As of In 2011 2011, Corcelles had an unemployment rate of 0.86%. As of 2008, there were a total of 70 people employed in the municipality. Of these, there were 24 people employed in the primary economic sector and about 8 businesses involved in this sector. 19 people were employed in the secondary sector and there were 6 businesses in this sector. 27 people were employed in the tertiary sector, with 3 businesses in this sector. There were 106 residents of the municipality who were employed in some capacity, of which females made up 42.5% of the workforce.

In 2008 there were a total of 53 full-time equivalent jobs. The number of jobs in the primary sector was 15, all of which were in agriculture. The number of jobs in the secondary sector was 18 of which 8 or (44.4%) were in manufacturing and 10 (55.6%) were in construction. The number of jobs in the tertiary sector was 20. In the tertiary sector; 2 were in wholesale or retail sales or the repair of motor vehicles, 4 were in a hotel or restaurant, 14 were in education.

In 2000, there were 9 workers who commuted into the municipality and 75 workers who commuted away. The municipality is a net exporter of workers, with about 8.3 workers leaving the municipality for every one entering. A total of 31 workers (77.5% of the 40 total workers in the municipality) both lived and worked in Corcelles. Of the working population, 11.3% used public transportation to get to work, and 61.3% used a private car.

In 2011 the average local and cantonal tax rate on a married resident of Corcelles making 150,000 CHF was 13.2%, while an unmarried resident's rate was 19.4%. For comparison, the rate for the entire canton in the same year, was 14.2% for married residents and 22.0% for single. The nationwide rate was 12.3% and 21.1% respectively. In 2009 there were a total of 100 tax payers in the municipality. Of that total, 26 made over 75,000 CHF per year. There were 2 people who made between 15,000 and 20,000 per year. The average income of the over 75,000 CHF group in Corcelles was 112,900 CHF, while the average across all of Switzerland was 130,478 CHF.

==Religion==
From the 2000 census, 107 or 52.2% belonged to the Swiss Reformed Church, while 47 or 22.9% were Roman Catholic. Of the rest of the population, there was 1 member of an Orthodox church, there was 1 individual who belongs to the Christian Catholic Church, and there were 36 individuals (or about 17.56% of the population) who belonged to another Christian church. 8 (or about 3.90% of the population) belonged to no church, are agnostic or atheist, and 5 individuals (or about 2.44% of the population) did not answer the question.

==Education==
In Corcelles about 59.4% of the population have completed non-mandatory upper secondary education, and 6.6% have completed additional higher education (either university or a Fachhochschule). Of the 7 who had completed some form of tertiary schooling listed in the census, 71.4% were Swiss men, 28.6% were Swiss women.

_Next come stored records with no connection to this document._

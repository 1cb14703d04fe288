//! Rectangular board of colored, optionally owned cells.

use std::fmt;

use crate::coord::Coord;
use crate::game::GameError;

/// Index into the color palette.
pub type ColorIndex = usize;

/// Index of a player in turn order.
pub type PlayerIndex = usize;

/// A single board cell: a color and, once captured, its owner.
#[derive(Copy, Clone, Debug, PartialEq, Eq)]
pub struct ColorCell {
    color: ColorIndex,
    owner: Option<PlayerIndex>,
}

impl ColorCell {
    pub fn new(color: ColorIndex) -> Self {
        Self { color, owner: None }
    }

    pub fn color(&self) -> ColorIndex {
        self.color
    }

    pub fn owner(&self) -> Option<PlayerIndex> {
        self.owner
    }

    pub fn is_owned(&self) -> bool {
        self.owner.is_some()
    }

    /// Repaint the cell and assign it to `owner`.
    pub(crate) fn claim(&mut self, color: ColorIndex, owner: PlayerIndex) {
        self.color = color;
        self.owner = Some(owner);
    }
}

#[derive(Clone, Debug, PartialEq, Eq)]
pub struct Board {
    height: usize,
    width: usize,
    cells: Vec<ColorCell>,
}

impl Board {
    /// Fill a `height x width` board with independent uniform draws from
    /// `[0, colors_count)`.
    pub fn random(
        height: usize,
        width: usize,
        colors_count: usize,
        rng: &mut fastrand::Rng,
    ) -> Self {
        let cells = (0..height * width)
            .map(|_| ColorCell::new(rng.usize(..colors_count)))
            .collect();
        Self {
            height,
            width,
            cells,
        }
    }

    /// Build a board from explicit color rows. All rows must be non-empty and
    /// of equal length.
    pub fn from_rows<R: AsRef<[ColorIndex]>>(rows: &[R]) -> Result<Self, GameError> {
        let height = rows.len();
        let width = rows.first().map(|r| r.as_ref().len()).unwrap_or(0);
        if height == 0 || width == 0 || rows.iter().any(|r| r.as_ref().len() != width) {
            return Err(GameError::InvalidBoardSize { height, width });
        }
        let cells = rows
            .iter()
            .flat_map(|r| r.as_ref().iter().copied().map(ColorCell::new))
            .collect();
        Ok(Self {
            height,
            width,
            cells,
        })
    }

    pub fn height(&self) -> usize {
        self.height
    }

    pub fn width(&self) -> usize {
        self.width
    }

    /// Total number of cells.
    pub fn len(&self) -> usize {
        self.cells.len()
    }

    pub fn is_empty(&self) -> bool {
        self.cells.is_empty()
    }

    pub fn is_valid(&self, c: Coord) -> bool {
        c.row >= 0 && (c.row as usize) < self.height && c.col >= 0 && (c.col as usize) < self.width
    }

    fn idx(&self, c: Coord) -> usize {
        c.row as usize * self.width + c.col as usize
    }

    /// The cell at `c`, or `None` when `c` is off the board.
    pub fn get(&self, c: Coord) -> Option<&ColorCell> {
        if !self.is_valid(c) {
            return None;
        }
        Some(&self.cells[self.idx(c)])
    }

    /// The cell at `c`.
    ///
    /// # Panics
    ///
    /// Panics if `c` is outside the board. Callers check with [`Board::is_valid`].
    pub fn cell(&self, c: Coord) -> &ColorCell {
        assert!(self.is_valid(c), "coordinate {c} outside {}x{} board", self.height, self.width);
        &self.cells[self.idx(c)]
    }

    pub(crate) fn cell_mut(&mut self, c: Coord) -> &mut ColorCell {
        assert!(self.is_valid(c), "coordinate {c} outside {}x{} board", self.height, self.width);
        let i = self.idx(c);
        &mut self.cells[i]
    }

    /// All coordinates in row-major order.
    pub fn coords(&self) -> impl Iterator<Item = Coord> + '_ {
        (0..self.height as i32).flat_map(move |r| (0..self.width as i32).map(move |c| Coord::new(r, c)))
    }

    /// One character per cell (the color index in base 36), one line per row.
    pub fn ascii(&self) -> String {
        let mut s = String::with_capacity(self.cells.len() + self.height);
        for row in self.cells.chunks(self.width) {
            for cell in row {
                s.push(std::char::from_digit(cell.color as u32, 36).unwrap_or('?'));
            }
            s.push('\n');
        }
        s
    }
}

impl fmt::Display for Board {
    fn fmt(&self, f: &mut fmt::Formatter<'_>) -> fmt::Result {
        f.write_str(&self.ascii())
    }
}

The Canton of Bern school system provides one year of non-obligatory Kindergarten, followed by six years of Primary school. This is followed by three years of obligatory lower Secondary school where the students are separated according to ability and aptitude. Following the lower Secondary students may attend additional schooling or they may enter an apprenticeship.

During the 2011-12 school year, there were a total of 11 students attending classes in Corcelles. There were no kindergarten classes and one primary class with 11 students.

As of In 2000 2000, there were a total of 22 students attending any school in the municipality. Of those, 4 both lived and attended school in the municipality, while 18 students came from another municipality. During the same year, 35 residents attended schools outside the municipality.